Collection: Bosco Bae

Explore Bosco Bae's stoneware pieces, capturing the tension between hope and despair within life's imperfections


Bosco Bae

Clay, Contemplation, and a Journey of Hope: The Artistry of Bosco Bae

"Looking back and reflecting on the present state of things – while holding an active imagination of potential futures – there is a tension. A tension that is embodied in a deeply saturated way which retains, simultaneously, the knots and entangled degrees of hope and despair; an optimism and pessimism held together and informed by cyclical reproductions that rhyme in familiar tones with the past. Hope and despair, in this sense, become abstract potentials that emerge out of contingencies within a matrix of epigenetic changes and ecologies of nurture. What will the seeds and saplings become? The same family produced both John and Charles.

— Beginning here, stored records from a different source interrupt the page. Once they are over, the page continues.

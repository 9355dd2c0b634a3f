use crate::config::ReportConfig;
use domcheck_broker::Verdict;
use std::io::{self, Write};

/// Tally of the results seen so far.
#[derive(Clone, Copy, Debug, Default, PartialEq, Eq)]
pub struct Summary {
    pub valid: u64,
    pub invalid: u64,
    /// Results released after `--exit` tripped; not printed or counted.
    pub skipped: u64,
}

impl Summary {
    pub const fn total(&self) -> u64 {
        self.valid + self.invalid + self.skipped
    }
}

/// What the caller should do after a result has been reported.
#[derive(Clone, Copy, Debug, PartialEq, Eq)]
pub enum Next {
    Continue,
    /// An invalid domain was found with `--exit`: stop submitting.
    Stop,
}

/// Prints results as they are released and keeps the [`Summary`].
pub struct Reporter<W> {
    config: ReportConfig,
    out: W,
    summary: Summary,
    tripped: bool,
}

impl<W: Write> Reporter<W> {
    pub const fn new(config: ReportConfig, out: W) -> Self {
        Self {
            config,
            out,
            summary: Summary {
                valid: 0,
                invalid: 0,
                skipped: 0,
            },
            tripped: false,
        }
    }

    pub fn report(&mut self, verdict: &Verdict<String>) -> io::Result<Next> {
        if self.tripped {
            self.summary.skipped += 1;
            return Ok(Next::Stop);
        }

        if verdict.valid {
            self.summary.valid += 1;
            if self.config.print_valid {
                writeln!(self.out, "{}", verdict.key)?;
            }
            return Ok(Next::Continue);
        }

        self.summary.invalid += 1;
        if self.config.print_invalid {
            writeln!(self.out, "{}", verdict.key)?;
        }
        if self.config.exit_on_invalid {
            self.tripped = true;
            return Ok(Next::Stop);
        }
        Ok(Next::Continue)
    }

    /// Whether the process should exit with a failure status.
    pub const fn failed(&self) -> bool {
        self.config.exit_on_invalid && self.summary.invalid > 0
    }

    pub fn finish(mut self) -> io::Result<Summary> {
        self.out.flush()?;
        Ok(self.summary)
    }
}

This work continues my exploration with the notion that there is meaning and beauty within the myriad of struggles, hardships, tragedies, and imperfections presented before us in all their messiness and flaws; to explore the relationship between form and content through outlets and avenues for expressions of suffering, discontent, and frustration while leaving space for optimism and hope to breathe and play with the dissonance."

Dr. Bosco Bae started his journey with clay and the potter’s wheel in 1998. He has since experienced ceramic studios in Salt Lake City, Boston, Chicago, Icheon, Tokyo, Prague, and Johannesburg. From 2021-23, he taught wheel-thrown pottery at the Academy Center of the Arts in Lynchburg and was Artist-in-Residence for 2022-23. He is currently a visiting assistant professor of religion at Centre College in Kentucky. Prior to which, he was visiting assistant professor of religious studies and director for student diversity and belonging at the University of Lynchburg. He is also a research associate for the Center for Mediation in Africa at the University of Pretoria and, more recently, he launched a non-profit organization in Chicago in memory of his brother, Gregory Bae, that explores and navigates the terrain of ‘art advancing justice’ for BIPOC communities.